旨在探討豬舍溫度37～40 ℃熱應激條件下，轉化生長因子β3(TGF-β3)和Claudin-11在豬睪丸的表達與定位。6頭性成熟長白公豬分成2組，3頭為熱應激組，置于溫度控制在37～40 ℃的豬舍環境，每天3 h，連續7 d，每天于熱處理結束后將豬趕回20～27 ℃正常豬舍環境中；另3頭為對照組，飼養于20～27 ℃正常豬舍環境中。7 d后取睪丸組織，采用qRT-PCR、Western blotting及免疫組織化學對豬睪丸TGF-β3和Claudin-11的表達進行研究。qRT-PCR結果顯示，與對照組相比，TGF-β3在熱應激組的mRNA相對表達量顯著升高(P<0.01)，Claudin-11的mRNA相對表達量較對照組降低(P<0.05)。Western blotting結果顯示，熱應激處理組TGF-β3的蛋白表達較對照組升高(P<0.05)，Claudin-11的蛋白表達較對照組下降(P<0.05)。免疫組織化學結果顯示，熱應激組TGF-β3免疫反應強陽性物定位于各級生精細胞和支持細胞，免疫陽性著色深度和范圍高于對照組，提示熱應激導致TGF-β3的表達增高；熱應激組Claudin-11表達與對照組相比明顯下降，對照組Claudin-11在血睪屏障位置呈明顯的帶狀表達，而熱應激組Claudin-11的表達局限在支持細胞周圍，失去明顯的血睪屏障帶狀表達。熱應激影響豬睪丸TGF-β3和Claudin-11的表達與定位，提示熱應激可能通過調節TGF-β3和Claudin-11的表達來影響精子發生。

熱應激；豬睪丸；精子發生；TGF-β3；Claudin-11

多數哺乳動物睪丸在溫度較體溫低2～8 ℃的陰囊中進行精子發生[1]。陰囊和睪丸溫度升高會干擾精子發生，導致精子畸形率升高、密度減少和活力降低。流行病學研究發現，焊工、面包師、鑄造工等，由于陰囊和睪丸持續受熱，是臨床男性不育的高發人群[2-3]。高溫影響其他哺乳動物精液品質也有大量研究報道。高溫季節公牛的精液品質明顯下降[4]。43 ℃熱處理猴睪丸30 min后，生精細胞凋亡增加[5-6]。在高溫條件下豬的精液品質下降，精子的成活率降低[7]。
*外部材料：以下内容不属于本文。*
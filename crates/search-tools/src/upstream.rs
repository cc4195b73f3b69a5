//! Upstream gateway for the API-search service.
//!
//! Two fixed GET endpoints are supported: the specification overview and a
//! single operation summary. The identifier and operation segments arrive
//! already delimiter-safe (see [`crate::ident`]) and are inserted into the
//! URL verbatim, with no additional percent-encoding.

use crate::config::{OutputFormat, UpstreamConfig};
use crate::error::{ApiSearchError, Result};
use reqwest::Client;
use url::Url;

/// HTTP client for the upstream API-search service.
///
/// Cheap to clone; all clones share one connection pool. Each call performs
/// a single request attempt with no retry, and a timeout only when one is
/// configured (see [`UpstreamConfig::timeout`]).
#[derive(Clone)]
pub struct UpstreamClient {
    client: Client,
    config: UpstreamConfig,
}

impl UpstreamClient {
    #[must_use]
    pub fn new(config: UpstreamConfig) -> Self {
        Self {
            client: Client::new(),
            config,
        }
    }

    /// Fetch the overview of a specification.
    ///
    /// # Errors
    ///
    /// Returns an error if the request fails at the transport level, the
    /// upstream answers non-2xx, or a JSON-formatted body does not parse.
    pub async fn fetch_overview(
        &self,
        formatted_id: &str,
        format: OutputFormat,
    ) -> Result<String> {
        self.fetch(&format!("overview/{formatted_id}"), format)
            .await
    }

    /// Fetch the summary of a single operation, addressed by operationId or
    /// route.
    ///
    /// # Errors
    ///
    /// Same failure modes as [`Self::fetch_overview`].
    pub async fn fetch_operation(
        &self,
        formatted_id: &str,
        operation_id_or_route: &str,
        format: OutputFormat,
    ) -> Result<String> {
        self.fetch(
            &format!("summary/{formatted_id}/{operation_id_or_route}"),
            format,
        )
        .await
    }

    async fn fetch(&self, path: &str, format: OutputFormat) -> Result<String> {
        let raw = format!("{}/{path}", self.config.base_url.trim_end_matches('/'));
        let url = Url::parse(&raw)
            .map_err(|e| ApiSearchError::Transport(format!("invalid request URL '{raw}': {e}")))?;

        tracing::debug!(%url, accept = format.accept_header(), "fetching upstream");

        let mut request = self
            .client
            .get(url)
            .header(reqwest::header::ACCEPT, format.accept_header());
        if let Some(timeout) = self.config.timeout {
            request = request.timeout(timeout);
        }

        let response = request.send().await?;
        let status = response.status();
        let body = response.text().await?;

        if !status.is_success() {
            tracing::debug!(status = status.as_u16(), "upstream returned failure");
            return Err(ApiSearchError::Upstream {
                status: status.as_u16(),
                body,
            });
        }

        match format {
            // The upstream is trusted to emit valid YAML when asked for it;
            // the body is relayed untouched.
            OutputFormat::Yaml => Ok(body),
            OutputFormat::Json => {
                let value: serde_json::Value = serde_json::from_str(&body)
                    .map_err(|source| ApiSearchError::MalformedResponse { source })?;
                serde_json::to_string_pretty(&value)
                    .map_err(|source| ApiSearchError::MalformedResponse { source })
            }
        }
    }
}

#[cfg(test)]
mod tests {
    use super::UpstreamClient;
    use crate::config::{OutputFormat, UpstreamConfig};
    use crate::error::ApiSearchError;
    use axum::Router;
    use axum::extract::Path;
    use axum::http::{HeaderMap, StatusCode, Uri};
    use axum::routing::get;
    use serde_json::{Value, json};
    use tokio::net::TcpListener;
    use tokio::sync::oneshot;
    use tokio::task::JoinHandle;

    struct Fixture {
        base_url: String,
        shutdown: oneshot::Sender<()>,
        handle: JoinHandle<std::io::Result<()>>,
    }

    impl Fixture {
        async fn serve(app: Router) -> Self {
            let listener = TcpListener::bind("127.0.0.1:0").await.expect("bind");
            let addr = listener.local_addr().expect("local_addr");
            let (shutdown, shutdown_rx) = oneshot::channel::<()>();
            let server = axum::serve(listener, app).with_graceful_shutdown(async move {
                let _ = shutdown_rx.await;
            });
            let handle = tokio::spawn(async move { server.await });
            Self {
                base_url: format!("http://{addr}"),
                shutdown,
                handle,
            }
        }

        async fn finish(self) {
            let _ = self.shutdown.send(());
            self.handle
                .await
                .expect("server task join")
                .expect("server result");
        }
    }

    fn client_for(base_url: &str) -> UpstreamClient {
        UpstreamClient::new(UpstreamConfig {
            base_url: base_url.to_string(),
            timeout: None,
        })
    }

    #[tokio::test]
    async fn overview_json_is_pretty_printed_and_negotiated() {
        async fn overview(Path(id): Path<String>, headers: HeaderMap) -> axum::Json<Value> {
            let accept = headers
                .get(axum::http::header::ACCEPT)
                .and_then(|v| v.to_str().ok())
                .map(str::to_string);
            axum::Json(json!({ "id": id, "accept": accept }))
        }

        let fixture = Fixture::serve(Router::new().route("/overview/{id}", get(overview))).await;
        let client = client_for(&fixture.base_url);

        let text = client
            .fetch_overview("a.b__c", OutputFormat::Json)
            .await
            .expect("fetch_overview");

        let expected = json!({ "id": "a.b__c", "accept": "application/json" });
        assert_eq!(text, serde_json::to_string_pretty(&expected).expect("pretty"));
        // 2-space indentation, one key per line.
        assert!(text.contains("\n  \"accept\""));

        fixture.finish().await;
    }

    #[tokio::test]
    async fn operation_path_has_both_segments() {
        async fn echo_path(uri: Uri) -> axum::Json<Value> {
            axum::Json(json!({ "path": uri.path() }))
        }

        let fixture =
            Fixture::serve(Router::new().route("/summary/{id}/{op}", get(echo_path))).await;
        let client = client_for(&fixture.base_url);

        let text = client
            .fetch_operation("a.b__c", "listPets", OutputFormat::Json)
            .await
            .expect("fetch_operation");

        let echoed: Value = serde_json::from_str(&text).expect("json");
        assert_eq!(echoed["path"], "/summary/a.b__c/listPets");

        fixture.finish().await;
    }

    #[tokio::test]
    async fn yaml_body_is_relayed_byte_for_byte() {
        // Deliberately not valid JSON, so any parse attempt would fail.
        const YAML: &str = "openapi: 3.0.0\npaths:\n  /pets:\n    get: {}\n";

        async fn overview(headers: HeaderMap) -> ([(&'static str, &'static str); 1], String) {
            assert_eq!(
                headers
                    .get(axum::http::header::ACCEPT)
                    .and_then(|v| v.to_str().ok()),
                Some("text/yaml")
            );
            ([("content-type", "text/yaml")], YAML.to_string())
        }

        let fixture = Fixture::serve(Router::new().route("/overview/{id}", get(overview))).await;
        let client = client_for(&fixture.base_url);

        let text = client
            .fetch_overview("petstore", OutputFormat::Yaml)
            .await
            .expect("fetch_overview");
        assert_eq!(text, YAML);

        fixture.finish().await;
    }

    #[tokio::test]
    async fn non_success_status_carries_upstream_body() {
        async fn missing() -> (StatusCode, &'static str) {
            (StatusCode::NOT_FOUND, "not found")
        }

        let fixture = Fixture::serve(Router::new().route("/overview/{id}", get(missing))).await;
        let client = client_for(&fixture.base_url);

        let err = client
            .fetch_overview("nope", OutputFormat::Json)
            .await
            .expect_err("must fail");
        match &err {
            ApiSearchError::Upstream { status, body } => {
                assert_eq!(*status, 404);
                assert_eq!(body, "not found");
            }
            other => panic!("expected Upstream error, got {other:?}"),
        }
        assert_eq!(err.to_string(), "not found");

        fixture.finish().await;
    }

    #[tokio::test]
    async fn malformed_json_on_success_is_an_error() {
        async fn bad_json() -> &'static str {
            "this is not json"
        }

        let fixture = Fixture::serve(Router::new().route("/overview/{id}", get(bad_json))).await;
        let client = client_for(&fixture.base_url);

        let err = client
            .fetch_overview("petstore", OutputFormat::Json)
            .await
            .expect_err("must fail");
        assert!(matches!(err, ApiSearchError::MalformedResponse { .. }));

        fixture.finish().await;
    }

    #[tokio::test]
    async fn unreachable_host_is_a_transport_error() {
        // Nothing listens on port 1.
        let client = client_for("http://127.0.0.1:1");

        let err = client
            .fetch_overview("petstore", OutputFormat::Json)
            .await
            .expect_err("must fail");
        assert!(matches!(err, ApiSearchError::Transport(_)));
    }
}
熱應激影響精子發生和精液品質的分子機制尚不清楚。

支持細胞是睪丸曲精小管內唯一與生精細胞直接接觸的體細胞，并為生精細胞的發育提供營養供給[8]。相鄰支持細胞之間由緊密連接形成血睪屏障(Blood-testis barrier，BTB)，血睪屏障的存在及其完整性的保持是功能性精子發生所必需[9]。Claudin-11是支持細胞間緊密連接的基本組成蛋白之一[10]，屬于Claudin家族的成員。Claudin-11表達于人[11]、小鼠[12]、兔[13]等睪丸曲精小管。來自恒河猴的研究表明，熱應激能改變恒河猴睪丸中支持細胞的形態和功能，進而誘導生精細胞凋亡，導致精子減少[14]。

一種轉化生長因子TGF-β3可能會下調C1audin-11的表達[15]。TGF-β3屬于TGF-βs[16]，是TGF-β超家族的一員，具有廣泛的生物學效應，TGF-β3對生殖系統的調控機制是目前研究的前沿與熱點。研究發現，支持細胞緊密連接的組裝過程中，TGF-β3可以在短時間內抑制C1audin-11的表達，進而對支持細胞緊密連接屏障造成干擾[17]。熱應激處理小鼠睪丸后，TGF-β3表達量可逆性增高，推斷TGF-β3可能參與了對緊密連接相關蛋白表達的下調[18]。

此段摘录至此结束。